§ **Exercise goal**
Within the entries below, find the lines that hold "FfmpegSource" and report only how many there are.

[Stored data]
--------
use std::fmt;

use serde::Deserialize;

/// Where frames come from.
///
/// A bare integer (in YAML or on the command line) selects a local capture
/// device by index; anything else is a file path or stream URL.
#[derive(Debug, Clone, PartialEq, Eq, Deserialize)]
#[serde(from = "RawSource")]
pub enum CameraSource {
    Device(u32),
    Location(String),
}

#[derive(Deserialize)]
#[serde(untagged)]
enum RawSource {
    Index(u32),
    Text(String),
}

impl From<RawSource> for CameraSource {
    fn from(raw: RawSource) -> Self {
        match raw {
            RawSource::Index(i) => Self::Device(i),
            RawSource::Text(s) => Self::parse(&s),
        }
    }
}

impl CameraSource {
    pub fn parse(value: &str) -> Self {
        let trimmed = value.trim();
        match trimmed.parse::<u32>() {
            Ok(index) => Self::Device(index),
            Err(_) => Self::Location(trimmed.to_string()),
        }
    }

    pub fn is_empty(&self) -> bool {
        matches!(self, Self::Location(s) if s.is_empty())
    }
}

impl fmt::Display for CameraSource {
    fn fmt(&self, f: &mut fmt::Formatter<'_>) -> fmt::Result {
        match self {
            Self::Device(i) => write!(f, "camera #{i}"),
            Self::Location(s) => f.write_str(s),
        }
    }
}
--------
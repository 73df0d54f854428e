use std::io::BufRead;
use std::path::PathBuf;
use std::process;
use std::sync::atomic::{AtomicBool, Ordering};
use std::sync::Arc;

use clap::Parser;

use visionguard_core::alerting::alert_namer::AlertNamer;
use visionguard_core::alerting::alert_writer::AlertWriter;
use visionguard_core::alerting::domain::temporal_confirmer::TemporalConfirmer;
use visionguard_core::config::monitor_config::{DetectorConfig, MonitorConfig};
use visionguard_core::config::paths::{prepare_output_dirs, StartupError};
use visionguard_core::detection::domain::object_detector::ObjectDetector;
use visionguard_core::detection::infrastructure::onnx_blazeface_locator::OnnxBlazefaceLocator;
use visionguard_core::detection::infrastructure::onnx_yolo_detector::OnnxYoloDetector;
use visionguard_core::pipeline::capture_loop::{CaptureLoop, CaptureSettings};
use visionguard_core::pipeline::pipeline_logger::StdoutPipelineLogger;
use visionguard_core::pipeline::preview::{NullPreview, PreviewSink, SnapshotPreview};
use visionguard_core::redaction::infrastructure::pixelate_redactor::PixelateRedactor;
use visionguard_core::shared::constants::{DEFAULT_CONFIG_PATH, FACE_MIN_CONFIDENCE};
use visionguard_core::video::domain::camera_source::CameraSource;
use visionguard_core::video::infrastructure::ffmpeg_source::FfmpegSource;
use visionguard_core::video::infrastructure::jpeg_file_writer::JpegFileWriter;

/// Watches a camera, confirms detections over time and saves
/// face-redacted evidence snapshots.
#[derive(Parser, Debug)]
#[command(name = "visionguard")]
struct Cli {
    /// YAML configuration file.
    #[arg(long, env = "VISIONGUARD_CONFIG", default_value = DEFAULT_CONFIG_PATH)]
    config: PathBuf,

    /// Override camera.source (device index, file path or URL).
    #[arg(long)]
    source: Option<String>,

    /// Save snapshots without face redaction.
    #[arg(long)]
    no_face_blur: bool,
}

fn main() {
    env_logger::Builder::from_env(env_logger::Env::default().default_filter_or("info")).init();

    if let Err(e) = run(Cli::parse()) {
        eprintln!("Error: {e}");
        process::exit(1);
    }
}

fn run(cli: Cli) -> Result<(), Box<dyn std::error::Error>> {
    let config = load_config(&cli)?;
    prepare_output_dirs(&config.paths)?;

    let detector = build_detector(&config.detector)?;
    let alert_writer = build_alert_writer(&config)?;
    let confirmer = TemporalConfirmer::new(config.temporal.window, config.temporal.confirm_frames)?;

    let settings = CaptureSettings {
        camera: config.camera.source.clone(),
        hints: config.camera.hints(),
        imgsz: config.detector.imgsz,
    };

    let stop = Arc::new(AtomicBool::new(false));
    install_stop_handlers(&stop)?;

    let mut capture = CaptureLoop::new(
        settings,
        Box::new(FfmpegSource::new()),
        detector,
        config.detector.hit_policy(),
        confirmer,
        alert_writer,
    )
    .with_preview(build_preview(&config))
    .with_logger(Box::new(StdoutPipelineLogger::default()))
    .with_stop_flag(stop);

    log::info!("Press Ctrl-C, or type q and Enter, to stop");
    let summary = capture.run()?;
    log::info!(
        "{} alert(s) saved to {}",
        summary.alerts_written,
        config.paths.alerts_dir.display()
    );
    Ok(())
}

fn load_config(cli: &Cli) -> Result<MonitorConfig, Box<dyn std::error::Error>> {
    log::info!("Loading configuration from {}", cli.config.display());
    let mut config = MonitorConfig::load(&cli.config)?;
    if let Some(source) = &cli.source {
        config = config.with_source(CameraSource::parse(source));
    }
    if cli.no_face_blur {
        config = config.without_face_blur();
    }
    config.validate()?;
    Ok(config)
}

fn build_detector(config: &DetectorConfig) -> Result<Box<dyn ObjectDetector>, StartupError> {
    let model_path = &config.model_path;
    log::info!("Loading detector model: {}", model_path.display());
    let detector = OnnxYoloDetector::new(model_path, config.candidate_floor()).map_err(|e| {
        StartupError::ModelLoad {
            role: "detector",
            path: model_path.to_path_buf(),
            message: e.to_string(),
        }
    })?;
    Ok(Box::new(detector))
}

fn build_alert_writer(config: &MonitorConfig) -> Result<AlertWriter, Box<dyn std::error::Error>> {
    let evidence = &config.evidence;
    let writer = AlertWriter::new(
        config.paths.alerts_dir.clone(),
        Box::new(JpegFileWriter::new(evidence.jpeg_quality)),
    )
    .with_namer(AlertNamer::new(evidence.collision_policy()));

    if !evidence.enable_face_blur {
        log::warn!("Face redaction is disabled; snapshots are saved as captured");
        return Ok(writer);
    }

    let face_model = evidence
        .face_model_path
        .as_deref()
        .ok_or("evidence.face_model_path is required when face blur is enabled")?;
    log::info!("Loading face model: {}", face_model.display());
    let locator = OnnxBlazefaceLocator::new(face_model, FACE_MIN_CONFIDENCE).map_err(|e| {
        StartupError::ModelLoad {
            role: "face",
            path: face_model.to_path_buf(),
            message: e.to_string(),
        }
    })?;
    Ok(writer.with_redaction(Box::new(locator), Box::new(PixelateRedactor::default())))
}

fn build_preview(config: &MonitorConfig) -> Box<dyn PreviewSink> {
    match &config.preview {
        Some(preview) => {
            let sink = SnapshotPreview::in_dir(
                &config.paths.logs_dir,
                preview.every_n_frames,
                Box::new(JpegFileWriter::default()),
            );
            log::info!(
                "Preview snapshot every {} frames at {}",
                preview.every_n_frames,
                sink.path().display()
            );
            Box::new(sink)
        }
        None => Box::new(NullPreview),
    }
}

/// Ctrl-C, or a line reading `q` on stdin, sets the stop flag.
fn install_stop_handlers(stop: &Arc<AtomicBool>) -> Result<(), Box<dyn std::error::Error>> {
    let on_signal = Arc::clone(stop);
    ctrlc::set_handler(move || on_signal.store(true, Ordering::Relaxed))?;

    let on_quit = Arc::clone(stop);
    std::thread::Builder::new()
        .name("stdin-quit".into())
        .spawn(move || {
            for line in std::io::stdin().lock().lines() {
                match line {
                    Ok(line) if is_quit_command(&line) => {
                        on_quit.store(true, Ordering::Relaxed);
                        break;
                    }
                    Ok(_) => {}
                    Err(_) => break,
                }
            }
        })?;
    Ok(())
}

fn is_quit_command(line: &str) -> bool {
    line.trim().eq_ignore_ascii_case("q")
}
--------
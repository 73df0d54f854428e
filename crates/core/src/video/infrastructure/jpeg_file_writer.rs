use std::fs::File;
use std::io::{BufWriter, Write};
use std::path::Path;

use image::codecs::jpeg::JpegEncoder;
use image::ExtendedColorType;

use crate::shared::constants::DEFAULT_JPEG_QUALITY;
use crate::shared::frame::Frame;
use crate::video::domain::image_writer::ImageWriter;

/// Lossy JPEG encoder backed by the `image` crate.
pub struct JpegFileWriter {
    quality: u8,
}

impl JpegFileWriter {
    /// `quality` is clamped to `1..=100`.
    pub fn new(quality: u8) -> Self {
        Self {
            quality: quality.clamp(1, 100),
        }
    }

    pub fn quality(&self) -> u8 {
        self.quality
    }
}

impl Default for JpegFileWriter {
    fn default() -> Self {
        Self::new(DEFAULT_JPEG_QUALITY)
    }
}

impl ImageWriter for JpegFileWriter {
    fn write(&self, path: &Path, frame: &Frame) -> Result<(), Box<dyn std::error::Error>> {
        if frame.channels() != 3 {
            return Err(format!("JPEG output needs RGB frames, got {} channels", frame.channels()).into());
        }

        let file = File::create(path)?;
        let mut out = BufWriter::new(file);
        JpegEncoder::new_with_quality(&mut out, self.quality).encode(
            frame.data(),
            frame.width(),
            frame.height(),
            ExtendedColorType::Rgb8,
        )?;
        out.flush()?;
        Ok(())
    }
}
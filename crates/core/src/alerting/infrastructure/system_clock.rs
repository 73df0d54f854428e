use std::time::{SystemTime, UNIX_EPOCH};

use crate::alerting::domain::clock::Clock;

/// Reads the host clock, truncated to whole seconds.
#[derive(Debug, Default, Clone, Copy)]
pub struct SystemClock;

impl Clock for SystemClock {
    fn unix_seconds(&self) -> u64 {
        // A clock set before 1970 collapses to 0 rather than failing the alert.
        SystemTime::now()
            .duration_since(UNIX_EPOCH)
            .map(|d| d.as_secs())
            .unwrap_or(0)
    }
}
--------
§ **Completed task**
2